*EXERCISE DETAILS:*
Below are the entries; give again exactly the lines from the one mentioning "filename src/ansi/mod.rs" through the one mentioning "to style codes", inclusive.

[Collected data entries]
----------

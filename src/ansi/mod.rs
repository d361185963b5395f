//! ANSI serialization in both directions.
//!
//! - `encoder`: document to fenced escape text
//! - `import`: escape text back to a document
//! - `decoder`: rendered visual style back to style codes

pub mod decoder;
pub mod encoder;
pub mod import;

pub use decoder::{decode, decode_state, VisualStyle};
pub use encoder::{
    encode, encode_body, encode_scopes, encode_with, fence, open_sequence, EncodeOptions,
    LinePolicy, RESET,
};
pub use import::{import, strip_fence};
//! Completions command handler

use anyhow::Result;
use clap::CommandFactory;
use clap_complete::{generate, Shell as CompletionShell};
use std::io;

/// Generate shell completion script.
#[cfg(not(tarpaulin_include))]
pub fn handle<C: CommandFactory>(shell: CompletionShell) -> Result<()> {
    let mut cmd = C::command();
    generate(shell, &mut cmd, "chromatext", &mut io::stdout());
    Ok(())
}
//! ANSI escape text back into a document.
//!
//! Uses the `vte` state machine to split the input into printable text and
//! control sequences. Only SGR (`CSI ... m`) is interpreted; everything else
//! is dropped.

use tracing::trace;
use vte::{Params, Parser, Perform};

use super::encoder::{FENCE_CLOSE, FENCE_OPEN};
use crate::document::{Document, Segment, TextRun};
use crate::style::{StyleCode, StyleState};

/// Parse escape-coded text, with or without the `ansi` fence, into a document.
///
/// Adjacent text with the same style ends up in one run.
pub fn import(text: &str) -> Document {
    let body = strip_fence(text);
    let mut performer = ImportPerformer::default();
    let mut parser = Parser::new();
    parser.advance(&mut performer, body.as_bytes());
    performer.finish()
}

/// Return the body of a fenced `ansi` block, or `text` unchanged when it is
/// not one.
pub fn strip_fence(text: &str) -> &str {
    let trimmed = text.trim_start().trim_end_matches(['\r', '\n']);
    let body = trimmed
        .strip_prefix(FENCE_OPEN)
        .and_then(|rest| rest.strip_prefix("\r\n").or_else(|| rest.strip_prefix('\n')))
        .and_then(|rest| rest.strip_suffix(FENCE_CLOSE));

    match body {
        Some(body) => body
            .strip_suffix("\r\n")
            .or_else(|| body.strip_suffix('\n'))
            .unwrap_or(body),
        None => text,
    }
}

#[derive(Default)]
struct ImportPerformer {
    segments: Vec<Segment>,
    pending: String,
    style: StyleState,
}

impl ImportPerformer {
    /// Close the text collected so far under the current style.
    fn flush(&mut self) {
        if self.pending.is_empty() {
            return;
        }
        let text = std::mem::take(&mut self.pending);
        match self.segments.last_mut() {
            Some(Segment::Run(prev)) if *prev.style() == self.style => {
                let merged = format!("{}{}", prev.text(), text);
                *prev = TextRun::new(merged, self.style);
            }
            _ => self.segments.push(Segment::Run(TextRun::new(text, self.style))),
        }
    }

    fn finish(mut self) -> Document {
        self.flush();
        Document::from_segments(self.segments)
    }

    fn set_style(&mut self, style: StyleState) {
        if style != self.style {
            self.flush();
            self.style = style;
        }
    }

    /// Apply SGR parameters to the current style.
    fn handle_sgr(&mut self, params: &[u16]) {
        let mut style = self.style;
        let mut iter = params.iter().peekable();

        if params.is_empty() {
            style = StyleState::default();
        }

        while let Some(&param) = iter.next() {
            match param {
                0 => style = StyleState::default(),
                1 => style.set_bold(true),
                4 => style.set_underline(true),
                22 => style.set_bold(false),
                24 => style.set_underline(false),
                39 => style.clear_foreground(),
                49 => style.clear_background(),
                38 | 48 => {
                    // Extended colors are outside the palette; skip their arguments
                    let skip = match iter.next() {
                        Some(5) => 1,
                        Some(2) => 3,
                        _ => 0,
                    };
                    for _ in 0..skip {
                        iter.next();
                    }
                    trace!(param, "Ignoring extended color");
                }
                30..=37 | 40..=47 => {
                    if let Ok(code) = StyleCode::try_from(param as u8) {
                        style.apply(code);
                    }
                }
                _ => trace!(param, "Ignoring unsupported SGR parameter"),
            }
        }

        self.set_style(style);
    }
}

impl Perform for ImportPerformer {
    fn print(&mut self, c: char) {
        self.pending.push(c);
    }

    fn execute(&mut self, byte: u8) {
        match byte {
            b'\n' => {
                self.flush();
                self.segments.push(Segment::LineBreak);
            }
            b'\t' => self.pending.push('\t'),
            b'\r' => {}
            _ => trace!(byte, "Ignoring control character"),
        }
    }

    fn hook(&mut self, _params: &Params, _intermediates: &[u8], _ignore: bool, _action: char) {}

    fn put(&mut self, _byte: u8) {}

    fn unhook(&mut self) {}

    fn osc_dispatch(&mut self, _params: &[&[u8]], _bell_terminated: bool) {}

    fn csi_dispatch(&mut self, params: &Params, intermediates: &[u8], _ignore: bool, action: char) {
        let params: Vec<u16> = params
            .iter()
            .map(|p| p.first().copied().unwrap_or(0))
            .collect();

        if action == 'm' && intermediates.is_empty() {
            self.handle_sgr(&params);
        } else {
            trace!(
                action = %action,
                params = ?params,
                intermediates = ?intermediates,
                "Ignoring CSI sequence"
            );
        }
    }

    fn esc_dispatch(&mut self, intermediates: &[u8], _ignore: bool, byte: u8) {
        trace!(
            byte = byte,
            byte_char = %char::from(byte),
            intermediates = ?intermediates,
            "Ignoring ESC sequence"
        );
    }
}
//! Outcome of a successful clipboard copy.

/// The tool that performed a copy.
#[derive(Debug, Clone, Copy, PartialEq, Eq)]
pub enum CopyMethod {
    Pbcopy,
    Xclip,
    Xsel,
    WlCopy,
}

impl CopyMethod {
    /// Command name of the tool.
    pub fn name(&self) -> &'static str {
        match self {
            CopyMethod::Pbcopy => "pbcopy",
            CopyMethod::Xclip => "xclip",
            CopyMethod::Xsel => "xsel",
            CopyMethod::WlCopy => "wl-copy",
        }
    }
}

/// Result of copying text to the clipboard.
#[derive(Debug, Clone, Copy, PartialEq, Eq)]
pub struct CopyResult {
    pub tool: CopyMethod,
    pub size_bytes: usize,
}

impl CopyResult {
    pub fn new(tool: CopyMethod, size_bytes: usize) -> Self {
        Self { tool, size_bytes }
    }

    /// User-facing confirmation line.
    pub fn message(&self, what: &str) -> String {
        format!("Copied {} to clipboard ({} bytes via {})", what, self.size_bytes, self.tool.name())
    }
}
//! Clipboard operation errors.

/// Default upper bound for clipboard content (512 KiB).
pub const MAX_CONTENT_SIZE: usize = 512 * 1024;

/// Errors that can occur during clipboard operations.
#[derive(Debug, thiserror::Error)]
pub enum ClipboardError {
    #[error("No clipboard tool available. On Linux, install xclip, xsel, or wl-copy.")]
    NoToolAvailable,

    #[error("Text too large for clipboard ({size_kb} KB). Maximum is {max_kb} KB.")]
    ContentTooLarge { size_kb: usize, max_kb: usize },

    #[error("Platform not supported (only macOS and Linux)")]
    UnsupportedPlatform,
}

----------

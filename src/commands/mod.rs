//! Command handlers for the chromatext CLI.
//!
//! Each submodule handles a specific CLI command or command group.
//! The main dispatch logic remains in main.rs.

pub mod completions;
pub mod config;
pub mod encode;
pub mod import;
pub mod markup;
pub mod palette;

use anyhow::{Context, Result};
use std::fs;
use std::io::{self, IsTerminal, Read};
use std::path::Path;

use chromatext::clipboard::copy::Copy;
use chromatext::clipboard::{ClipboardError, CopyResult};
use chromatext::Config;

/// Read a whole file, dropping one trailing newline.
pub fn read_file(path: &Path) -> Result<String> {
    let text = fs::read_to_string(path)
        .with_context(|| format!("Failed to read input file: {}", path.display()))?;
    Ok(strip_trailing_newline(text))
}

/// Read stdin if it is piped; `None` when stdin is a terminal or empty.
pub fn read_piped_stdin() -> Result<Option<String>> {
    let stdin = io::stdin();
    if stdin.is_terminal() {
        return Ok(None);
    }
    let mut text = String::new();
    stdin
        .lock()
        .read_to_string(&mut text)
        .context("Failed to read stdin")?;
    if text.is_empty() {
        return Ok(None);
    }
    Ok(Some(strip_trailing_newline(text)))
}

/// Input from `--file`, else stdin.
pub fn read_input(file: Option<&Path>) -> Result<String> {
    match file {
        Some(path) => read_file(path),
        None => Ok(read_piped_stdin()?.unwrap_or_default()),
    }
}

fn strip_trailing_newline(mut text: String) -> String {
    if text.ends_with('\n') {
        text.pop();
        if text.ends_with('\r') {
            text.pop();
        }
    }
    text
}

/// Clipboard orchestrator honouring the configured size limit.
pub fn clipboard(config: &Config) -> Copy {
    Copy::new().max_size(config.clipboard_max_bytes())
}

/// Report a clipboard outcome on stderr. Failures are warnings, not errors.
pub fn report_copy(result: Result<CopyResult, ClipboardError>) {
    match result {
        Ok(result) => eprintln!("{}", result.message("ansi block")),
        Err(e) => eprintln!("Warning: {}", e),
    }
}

----------

*ANSWER BELOW:*
filename src/ansi/mod.rs
repository d361185963b5395f
//! ANSI serialization in both directions.
//!
//! - `encoder`: document to fenced escape text
//! - `import`: escape text back to a document
//! - `decoder`: rendered visual style back to style codes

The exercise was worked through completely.